**Available data:**
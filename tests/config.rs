//! Configuration tests

use libcli::cli::{Config, NumberPolicy};

#[test]
fn test_default_config() {
    let config = Config::default();
    assert!(config.echo);
    assert!(config.clear_screen);
    assert_eq!(config.numbers, NumberPolicy::Lenient);
}

#[test]
fn test_config_from_json() {
    let config =
        Config::from_json(br#"{"echo":false,"clear_screen":false,"numbers":"strict"}"#).unwrap();
    assert_eq!(
        config,
        Config {
            echo: false,
            clear_screen: false,
            numbers: NumberPolicy::Strict,
        }
    );
}

#[test]
fn test_missing_fields_take_defaults() {
    assert_eq!(Config::from_json(b"{}").unwrap(), Config::default());
}

#[test]
fn test_invalid_json_is_rejected() {
    assert!(Config::from_json(b"{\"echo\":").is_err());
    assert!(Config::from_json(br#"{"numbers":"loose"}"#).is_err());
}

#[test]
fn test_config_json_round_trip() {
    let config = Config {
        echo: false,
        ..Config::default()
    };
    let mut buf = [0u8; 128];
    let len = config.to_json(&mut buf).unwrap();
    assert_eq!(
        &buf[..len],
        br#"{"echo":false,"clear_screen":true,"numbers":"lenient"}"#
    );
    assert_eq!(Config::from_json(&buf[..len]).unwrap(), config);
}
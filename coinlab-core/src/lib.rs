//! CoinLab Core: frames, indicators, signals, aggregation and scoring.
//!
//! This crate contains the pure computation of the pipeline:
//! - Domain types (assets, observation rows, row keys)
//! - `TimeSeriesFrame`, partitioned by slug, and shared windowing helpers
//! - Indicator library, grouped into families with column prefixes
//! - Signal encoding with explicit score-bucket tags
//! - Cross-family aggregation and bucket scores in [-100, 100]
//!
//! Nothing here touches the filesystem or the environment.

pub mod aggregate;
pub mod config;
pub mod domain;
pub mod family;
pub mod frame;
pub mod indicators;
pub mod pipeline;
pub mod score;
pub mod signals;
pub mod snapshot;
pub mod synthetic;
pub mod window;

pub use aggregate::{
    aggregate, AggregateError, AggregateOptions, AggregatedSignals, DuplicateColumnPolicy,
    NamedSignals,
};
pub use config::IndicatorConfig;
pub use family::{Family, SignalCatalog};
pub use frame::{FrameError, TimeSeriesFrame};
pub use pipeline::{run_family_pass, FamilyOutput, PipelineError};
pub use score::{compose_scores, ScoreBucket, ScoreTable};
pub use signals::{SignalColumn, SignalTable};
pub use snapshot::LatestPolicy;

**What to do:** Copy out the lines beginning at the one that contains "in [-100, 100]". Stop at the final line of the data, and include it.

**Result of the exercise:**
//! - Cross-family aggregation and bucket scores in [-100, 100]
//!
//! Nothing here touches the filesystem or the environment.

pub mod aggregate;
pub mod config;
pub mod domain;
pub mod family;
pub mod frame;
pub mod indicators;
pub mod pipeline;
pub mod score;
pub mod signals;
pub mod snapshot;
pub mod synthetic;
pub mod window;

pub use aggregate::{
    aggregate, AggregateError, AggregateOptions, AggregatedSignals, DuplicateColumnPolicy,
    NamedSignals,
};
pub use config::IndicatorConfig;
pub use family::{Family, SignalCatalog};
pub use frame::{FrameError, TimeSeriesFrame};
pub use pipeline::{run_family_pass, FamilyOutput, PipelineError};
pub use score::{compose_scores, ScoreBucket, ScoreTable};
pub use signals::{SignalColumn, SignalTable};
pub use snapshot::LatestPolicy;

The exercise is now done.